BECAS
CACCHIARELLI Paolo
congresos y reuniones científicas
Título:
de novo assembly of tomato genomes with emphasis in chromosome 6 sHSPs
Autor/es:
CACCHIARELLI, PAOLO; KRSTICEVIC, FLAVIA; EZPELETA, JOAQUÍN; TAPIA, ELIZABETH; PRATTA, GUILLERMO R.
Lugar:
Mar del Plata
Reunión:
Congreso; IX Argentinian Congress of Bioinformatics and Computational Biology 9CAB2C; 2018
Institución organizadora:
Asociación Argentina de Bioinformática y Biología Computacional - A2B2C
Resumen:
Evidence is worldwide accumulating about the inadequacy of a single reference genome for identifying the extensive genetic diversity present in tomato (Solanum lycopersicum) as well as in other crops such as soybean and maize.

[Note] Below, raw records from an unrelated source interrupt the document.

//! Caller-facing journal service combining the store and the analysis client.
use std::sync::Arc;

use chrono::{Local, LocalResult, NaiveDate, TimeZone, Timelike};
use tokio::task::JoinHandle;
use tracing::{debug, info, warn};

use crate::analysis::AnalysisClient;
use crate::error::{JournalResult, StoreError};
use crate::insights::{self, CalendarDay, DreamInsights};
use crate::journal_db::schema::{now_millis, Dream, GlobalAnalysis, ThemeAnalysis};
use crate::journal_db::JournalDatabase;

/// Result of [`DreamJournal::analyze_dream`].
#[derive(Debug)]
pub struct AnalyzedDream {
    /// The record as persisted with its analysis, before any thumbnail.
    pub dream: Dream,
    /// Background thumbnail generation; `None` when the analysis had no image prompt.
    pub thumbnail_task: Option<JoinHandle<()>>,
}

#[derive(Clone)]
pub struct DreamJournal {
    db: Arc<JournalDatabase>,
    client: Arc<AnalysisClient>,
}

impl DreamJournal {
    pub fn new(db: Arc<JournalDatabase>, client: Arc<AnalysisClient>) -> Self {
        Self { db, client }
    }

    pub fn database(&self) -> &Arc<JournalDatabase> {
        &self.db
    }

    /// Every dream, newest first.
    pub async fn load_all(&self) -> JournalResult<Vec<Dream>> {
        let mut dreams = self.db.dreams.get_all_dreams().await?;
        dreams.sort_by(|a, b| b.date.cmp(&a.date));
        Ok(dreams)
    }

    pub async fn get(&self, id: &str) -> JournalResult<Dream> {
        Ok(self.require(id).await?)
    }

    pub async fn add(&self, dream: &Dream) -> JournalResult<()> {
        Ok(self.db.dreams.add_dream(dream).await?)
    }

    pub async fn update(&self, dream: &Dream) -> JournalResult<()> {
        Ok(self.db.dreams.update_dream(dream).await?)
    }

    pub async fn delete(&self, id: &str) -> JournalResult<bool> {
        Ok(self.db.dreams.delete_dream(id).await?)
    }

    /// Create and store a new, unanalyzed dream.
    pub async fn record_dream(&self, content: &str) -> JournalResult<Dream> {
        let dream = Dream::new(content.trim());
        self.db.dreams.add_dream(&dream).await?;
        info!("Recorded dream {}", dream.id);
        Ok(dream)
    }

    /// Analyze a stored dream and persist the result.
    ///
    /// A failed analysis leaves the record untouched, and a dream deleted
    /// while the request was pending stays deleted. On success a detached
    /// task generates the thumbnail and stores it in a second update; its
    /// failure is logged and never affects the analysis.
    pub async fn analyze_dream(&self, id: &str) -> JournalResult<AnalyzedDream> {
        let mut dream = self.require(id).await?;
        let response = self.client.analyze_dream(&dream.content).await?;

        dream.title = response.title.clone();
        dream.analysis = Some(response.to_analysis(now_millis()));
        // Deleted while the request was in flight: drop the result.
        if !self.db.dreams.replace_existing(&dream).await? {
            debug!("Dream {} was deleted before its analysis was stored", dream.id);
            return Err(StoreError::NotFound(format!("dream {}", id)).into());
        }
        info!("Stored analysis for dream {}", dream.id);

        let thumbnail_task = if response.image_prompt.trim().is_empty() {
            debug!("Analysis of dream {} returned no image prompt", dream.id);
            None
        } else {
            Some(self.spawn_thumbnail(dream.id.clone(), response.image_prompt))
        };
        Ok(AnalyzedDream { dream, thumbnail_task })
    }

    fn spawn_thumbnail(&self, id: String, prompt: String) -> JoinHandle<()> {
        let db = Arc::clone(&self.db);
        let client = Arc::clone(&self.client);
        tokio::spawn(async move {
            let thumbnail = match client.generate_image(&prompt).await {
                Ok(thumbnail) => thumbnail,
                Err(e) => {
                    warn!("Thumbnail generation for dream {} failed: {}", id, e);
                    return;
                }
            };
            // The dream may have been edited or deleted while the image was generated.
            match db.dreams.get_dream(&id).await {
                Ok(Some(mut current)) => {
                    current.thumbnail = Some(thumbnail);
                    match db.dreams.replace_existing(&current).await {
                        Ok(true) => info!("Stored thumbnail for dream {}", id),
                        Ok(false) => debug!("Dream {} was deleted before its thumbnail was stored", id),
                        Err(e) => warn!("Failed to store thumbnail for dream {}: {}", id, e),
                    }
                }
                Ok(None) => debug!("Dream {} was deleted before its thumbnail was ready", id),
                Err(e) => warn!("Failed to reload dream {} for thumbnail: {}", id, e),
            }
        })
    }

    /// Flip the validation flag of one explanation and persist the dream.
    pub async fn toggle_explanation_validation(
        &self,
        id: &str,
        aspect_index: usize,
        explanation_index: usize,
    ) -> JournalResult<Dream> {
        let mut dream = self.require(id).await?;
        let analysis = dream
            .analysis
            .as_mut()
            .ok_or_else(|| StoreError::Invalid(format!("dream {} has not been analyzed", id)))?;
        let explanation = analysis
            .interpretations
            .get_mut(aspect_index)
            .and_then(|interpretation| interpretation.explanations.get_mut(explanation_index))
            .ok_or_else(|| {
                StoreError::Invalid(format!(
                    "dream {} has no explanation {} for aspect {}",
                    id, explanation_index, aspect_index
                ))
            })?;
        explanation.is_validated = !explanation.is_validated;
        debug!(
            "Explanation {}/{} of dream {} validated: {}",
            aspect_index, explanation_index, id, explanation.is_validated
        );

        self.db.dreams.update_dream(&dream).await?;
        Ok(dream)
    }

    pub async fn rename_dream(&self, id: &str, title: &str) -> JournalResult<Dream> {
        let mut dream = self.require(id).await?;
        dream.title = title.trim().to_string();
        self.db.dreams.update_dream(&dream).await?;
        Ok(dream)
    }

    /// Move a dream to another local calendar day, keeping its hour and minute.
    pub async fn move_dream_to_day(&self, id: &str, day: NaiveDate) -> JournalResult<Dream> {
        self.move_dream_to_day_in(id, day, &Local).await
    }

    pub async fn move_dream_to_day_in<Tz: TimeZone>(
        &self,
        id: &str,
        day: NaiveDate,
        tz: &Tz,
    ) -> JournalResult<Dream> {
        let mut dream = self.require(id).await?;
        dream.date = redate(dream.date, day, tz)
            .ok_or_else(|| StoreError::Invalid(format!("cannot move dream {} to {}", id, day)))?;
        self.db.dreams.update_dream(&dream).await?;
        info!("Moved dream {} to {}", id, day);
        Ok(dream)
    }

    /// Stored analysis of a theme, or a fresh one that is then stored.
    pub async fn explore_theme(&self, theme: &str) -> JournalResult<ThemeAnalysis> {
        if theme.trim().is_empty() {
            return Err(StoreError::Invalid("theme is empty".into()).into());
        }
        if let Some(cached) = self.db.themes.get_theme_analysis(theme).await? {
            debug!("Theme '{}' served from the journal", cached.theme);
            return Ok(cached);
        }
        let analysis = self.client.analyze_theme(theme).await?;
        self.db.themes.add_or_replace_theme_analysis(&analysis).await?;
        Ok(analysis)
    }

    pub async fn delete_theme(&self, theme: &str) -> JournalResult<bool> {
        Ok(self.db.themes.delete_theme_analysis(theme).await?)
    }

    /// Stored themes sorted by name.
    pub async fn saved_themes(&self) -> JournalResult<Vec<ThemeAnalysis>> {
        let mut themes = self.db.themes.get_all_theme_analyses().await?;
        themes.sort_by(|a, b| a.theme.cmp(&b.theme));
        Ok(themes)
    }

    pub async fn search_themes(&self, query: &str) -> JournalResult<Vec<ThemeAnalysis>> {
        let mut themes = self.db.themes.search_theme_analyses(query).await?;
        themes.sort_by(|a, b| a.theme.cmp(&b.theme));
        Ok(themes)
    }

    /// Analyze the whole journal and replace the stored global analysis.
    pub async fn refresh_global_analysis(&self) -> JournalResult<GlobalAnalysis> {
        let dreams = self.db.dreams.get_all_dreams().await?;
        let analysis = self.client.analyze_global_dreams(&dreams).await?;
        self.db.global.save_global_analysis(&analysis).await?;
        Ok(analysis)
    }

    pub async fn latest_global_analysis(&self) -> JournalResult<Option<GlobalAnalysis>> {
        Ok(self.db.global.get_latest_global_analysis().await?)
    }

    pub async fn insights(&self) -> JournalResult<DreamInsights> {
        let dreams = self.db.dreams.get_all_dreams().await?;
        Ok(insights::compute_insights(&dreams))
    }

    /// Activity over the `days` days ending today, local time.
    pub async fn calendar(&self, days: u32) -> JournalResult<Vec<CalendarDay>> {
        let dreams = self.db.dreams.get_all_dreams().await?;
        let today = Local::now().date_naive();
        Ok(insights::activity_calendar(&dreams, today, days))
    }

    async fn require(&self, id: &str) -> Result<Dream, StoreError> {
        self.db
            .dreams
            .get_dream(id)
            .await?
            .ok_or_else(|| StoreError::NotFound(format!("dream {}", id)))
    }
}

/// `millis` moved to `day` in `tz`, keeping hour and minute and dropping seconds.
fn redate<Tz: TimeZone>(millis: i64, day: NaiveDate, tz: &Tz) -> Option<i64> {
    let current = insights::local_time(millis, tz)?.naive_local();
    let target = day.and_hms_opt(current.hour(), current.minute(), 0)?;
    match tz.from_local_datetime(&target) {
        LocalResult::Single(moved) => Some(moved.timestamp_millis()),
        LocalResult::Ambiguous(earliest, _) => Some(earliest.timestamp_millis()),
        LocalResult::None => None,
    }
}
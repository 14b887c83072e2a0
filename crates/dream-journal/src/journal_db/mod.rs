//! Journal database module - SQLite-based storage for dreams, theme analyses and the global analysis
pub mod schema;
pub mod migration;
pub mod dream_store;
pub mod theme_store;
pub mod global_store;
pub use schema::*;
pub use migration::MigrationManager;
pub use dream_store::DreamStore;
pub use theme_store::ThemeStore;
pub use global_store::GlobalAnalysisStore;
use std::path::{Path, PathBuf};
use std::sync::Arc;
use std::time::Duration;
use r2d2::{Pool, PooledConnection};
use r2d2_sqlite::SqliteConnectionManager;
use tokio::sync::OnceCell;
use tracing::{error, info};
use crate::error::{StoreError, StoreResult};

/// Pool slot shared by the stores; empty until `initialize()` succeeds.
pub(crate) type SharedPool = Arc<OnceCell<Pool<SqliteConnectionManager>>>;

pub(crate) fn connection(
    pool: &SharedPool,
) -> StoreResult<PooledConnection<SqliteConnectionManager>> {
    let pool = pool.get().ok_or(StoreError::Unavailable)?;
    Ok(pool.get()?)
}

/// Log a failed store operation at the call site and hand the error back.
pub(crate) fn logged<T>(operation: &str, result: StoreResult<T>) -> StoreResult<T> {
    if let Err(e) = &result {
        error!("Failed to {}: {}", operation, e);
    }
    result
}

#[derive(Debug, Clone)]
enum Location {
    File(PathBuf),
    Memory,
}

/// Handle over the three journal collections.
///
/// Construct one per process and share it (`Arc<JournalDatabase>`). Nothing
/// touches the medium until [`JournalDatabase::initialize`] runs; every store
/// operation before that fails with [`StoreError::Unavailable`].
///
/// Writes go through one statement per record, so two concurrent updates of
/// the same dream resolve as last-write-wins; there are no cross-record
/// transactions.
pub struct JournalDatabase {
    pub dreams: DreamStore,
    pub themes: ThemeStore,
    pub global: GlobalAnalysisStore,
    location: Location,
    pool: SharedPool,
}

impl JournalDatabase {
    pub fn open(db_path: impl Into<PathBuf>) -> Self {
        Self::with_location(Location::File(db_path.into()))
    }

    /// Private in-memory database, mostly for tests. It lives on one pooled
    /// connection that is never reaped, so contents last as long as the handle.
    pub fn in_memory() -> Self {
        Self::with_location(Location::Memory)
    }

    fn with_location(location: Location) -> Self {
        let pool: SharedPool = Arc::new(OnceCell::new());
        Self {
            dreams: DreamStore::new(Arc::clone(&pool)),
            themes: ThemeStore::new(Arc::clone(&pool)),
            global: GlobalAnalysisStore::new(Arc::clone(&pool)),
            location,
            pool,
        }
    }

    /// Idempotent setup. Concurrent callers share a single underlying
    /// initialization; after a failure the next call tries again.
    pub async fn initialize(&self) -> StoreResult<()> {
        self.pool
            .get_or_try_init(|| async {
                let location = self.location.clone();
                tokio::task::spawn_blocking(move || build_pool(&location))
                    .await
                    .map_err(|e| StoreError::Init(format!("initialization task failed: {}", e)))?
            })
            .await
            .map_err(|e| {
                error!("Failed to initialize journal database: {}", e);
                e
            })?;
        Ok(())
    }

    pub fn is_initialized(&self) -> bool {
        self.pool.initialized()
    }

    pub fn path(&self) -> Option<&Path> {
        match &self.location {
            Location::File(path) => Some(path),
            Location::Memory => None,
        }
    }
}

fn build_pool(location: &Location) -> StoreResult<Pool<SqliteConnectionManager>> {
    let (manager, persistent) = match location {
        Location::File(db_path) => {
            info!("Opening journal database at: {}", db_path.display());
            if let Some(parent) = db_path.parent().filter(|p| !p.as_os_str().is_empty()) {
                std::fs::create_dir_all(parent).map_err(init_err)?;
            }
            let manager = SqliteConnectionManager::file(db_path).with_flags(
                rusqlite::OpenFlags::SQLITE_OPEN_READ_WRITE
                    | rusqlite::OpenFlags::SQLITE_OPEN_CREATE
                    | rusqlite::OpenFlags::SQLITE_OPEN_FULL_MUTEX,
            );
            (manager, true)
        }
        Location::Memory => (SqliteConnectionManager::memory(), false),
    };

    let manager = manager.with_init(|conn| {
        conn.busy_timeout(Duration::from_secs(5))?;
        conn.pragma_update(None, "foreign_keys", "ON")?;
        conn.pragma_update(None, "synchronous", "NORMAL")
    });

    let builder = if persistent {
        Pool::builder().max_size(10)
    } else {
        // Each in-memory connection is its own database: keep exactly one
        // and never let the reaper close it.
        Pool::builder()
            .max_size(1)
            .idle_timeout(None)
            .max_lifetime(None)
    };
    let pool = builder.build(manager).map_err(init_err)?;

    {
        let mut conn = pool.get().map_err(init_err)?;
        if persistent {
            let mode: String = conn
                .pragma_update_and_check(None, "journal_mode", "WAL", |row| row.get(0))
                .map_err(init_err)?;
            info!("Journal mode: {}", mode);
        }
        MigrationManager::new(&mut conn)
            .initialize_database()
            .map_err(init_err)?;
    }

    info!("Journal database initialized successfully");
    Ok(pool)
}

fn init_err(e: impl std::fmt::Display) -> StoreError {
    StoreError::Init(e.to_string())
}
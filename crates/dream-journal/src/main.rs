#[cfg(feature = "cli")]
use clap::{Parser, Subcommand};
#[cfg(feature = "cli")]
use dream_journal::{
    insights::calendar::DEFAULT_CALENDAR_DAYS, telemetry, AnalysisClient, Config, DreamJournal,
    JournalDatabase,
};
#[cfg(feature = "cli")]
use std::sync::Arc;

#[cfg(feature = "cli")]
#[derive(Parser)]
#[command(name = "dream-journal", version, about = "Record, interpret and explore your dreams")]
struct Cli {
    /// Log the effective configuration before running the command
    #[arg(long, global = true)]
    show_config: bool,

    /// Debug-level logs from the journal
    #[arg(short, long, global = true)]
    verbose: bool,

    #[command(subcommand)]
    command: Command,
}

#[cfg(feature = "cli")]
#[derive(Subcommand)]
enum Command {
    /// Record a new dream
    Add {
        text: String,
        /// Analyze it right away
        #[arg(long)]
        analyze: bool,
    },
    /// List every dream, newest first
    List,
    Show { id: String },
    Delete { id: String },
    /// Interpret a dream and generate its thumbnail
    Analyze { id: String },
    /// Toggle validation of one explanation (0-based indices)
    Validate {
        id: String,
        aspect: usize,
        explanation: usize,
    },
    Rename { id: String, title: String },
    /// Move a dream to another day (YYYY-MM-DD), keeping its time
    Redate { id: String, day: chrono::NaiveDate },
    /// Explain a theme, from the journal when already explored
    Theme { name: String },
    /// List explored themes
    Themes {
        #[arg(long)]
        search: Option<String>,
    },
    ForgetTheme { name: String },
    /// Analyze recurring patterns across recent dreams
    Global {
        /// Print the stored analysis without requesting a new one
        #[arg(long)]
        cached: bool,
    },
    Insights,
    Calendar {
        #[arg(long, default_value_t = DEFAULT_CALENDAR_DAYS)]
        days: u32,
    },
}

#[cfg(feature = "cli")]
fn print_json<T: serde::Serialize>(value: &T) -> anyhow::Result<()> {
    println!("{}", serde_json::to_string_pretty(value)?);
    Ok(())
}

#[cfg(feature = "cli")]
async fn analyze_and_wait(journal: &DreamJournal, id: &str) -> anyhow::Result<()> {
    let analyzed = journal.analyze_dream(id).await?;
    if let Some(task) = analyzed.thumbnail_task {
        if let Err(e) = task.await {
            tracing::warn!("Thumbnail task ended abnormally: {}", e);
        }
    }
    print_json(&journal.get(id).await?)
}

#[cfg(feature = "cli")]
#[tokio::main]
async fn main() -> anyhow::Result<()> {
    let cli = Cli::parse();
    telemetry::init_tracing(if cli.verbose {
        telemetry::VERBOSE_LOG_FILTER
    } else {
        telemetry::DEFAULT_LOG_FILTER
    });

    let cfg = Config::from_env()?;
    if cli.show_config {
        cfg.print_config();
    }

    let db = Arc::new(JournalDatabase::open(&cfg.db_path));
    db.initialize().await?;
    let client = Arc::new(AnalysisClient::new(cfg.analysis_config()));
    let journal = DreamJournal::new(db, client);

    match cli.command {
        Command::Add { text, analyze } => {
            let dream = journal.record_dream(&text).await?;
            if analyze {
                analyze_and_wait(&journal, &dream.id).await?;
            } else {
                print_json(&dream)?;
            }
        }
        Command::List => print_json(&journal.load_all().await?)?,
        Command::Show { id } => print_json(&journal.get(&id).await?)?,
        Command::Delete { id } => {
            let deleted = journal.delete(&id).await?;
            print_json(&serde_json::json!({ "id": id, "deleted": deleted }))?;
        }
        Command::Analyze { id } => analyze_and_wait(&journal, &id).await?,
        Command::Validate { id, aspect, explanation } => {
            print_json(&journal.toggle_explanation_validation(&id, aspect, explanation).await?)?
        }
        Command::Rename { id, title } => print_json(&journal.rename_dream(&id, &title).await?)?,
        Command::Redate { id, day } => print_json(&journal.move_dream_to_day(&id, day).await?)?,
        Command::Theme { name } => print_json(&journal.explore_theme(&name).await?)?,
        Command::Themes { search } => match search {
            Some(query) => print_json(&journal.search_themes(&query).await?)?,
            None => print_json(&journal.saved_themes().await?)?,
        },
        Command::ForgetTheme { name } => {
            let deleted = journal.delete_theme(&name).await?;
            print_json(&serde_json::json!({ "theme": name, "deleted": deleted }))?;
        }
        Command::Global { cached } => {
            if cached {
                print_json(&journal.latest_global_analysis().await?)?
            } else {
                print_json(&journal.refresh_global_analysis().await?)?
            }
        }
        Command::Insights => print_json(&journal.insights().await?)?,
        Command::Calendar { days } => print_json(&journal.calendar(days).await?)?,
    }

    Ok(())
}

#[cfg(not(feature = "cli"))]
fn main() {
    println!("CLI feature not enabled. Enable with --features cli");
}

In consequence, nowadays different pan-genome project are being achieving in various species, in order to cover a wider range of biological variation. The small Heat Shock Proteins (sHSPs) represent a very diverse multigene family, expressed in different types of stress environment and strongly induced and highly abundant during tomato ripening. In addition, several analysis identified 4 tandem duplicated intronless sHSP genes mapping within a ~17.9 kbp region of chromosome 6 in S. lycopersicum cv. Heinz 1706. This repetitive region poses a computational challenge for assemblies, consequently conventional alignment methods based on a reference genome are insufficient to accurately identify the real gene copy number, i.e., the chromosome loci occupied by these genes. Aiming to contribute with alternatives for improving sHSPs identification, we evaluated de novo assembly strategy to establish more exactly the gene copy number in this chromosome 6 region in six tomato related wild species. Genomes of these Solanaceae species were derived from ERA282888 project, downloaded from DNA Data Bank of Japan, and de novo assembled with software SPAdes Assembler (v 3.10.1). While previously reference-guided genome assemblies always showed 4 sHSP copies, likely due to genome reference bias, de novo assemblies showed 5 copies in S. arcanum LA2172, 3 in S. habrochaites LA1777, 4 in S. habrochaites LA0407, 5 in S. pennellii LA0716, 5 in S. neorickii LA2133, and 4 in S. huaylasense LA1364. De novo assemblies are a better approximation to detect genetic variants that were missed in a reference genome. Development of pan-genome resources will further promote evolutionary and functional studies into tomato clade. Although there is still not an available pan-genome in Solanum spp., we started with an alternative strategy to resolve this challenge and in the short term the incorporation of long-read sequencing data could provide more accurately information for establishing a robust workflow to better characterize the tomato biodiversity.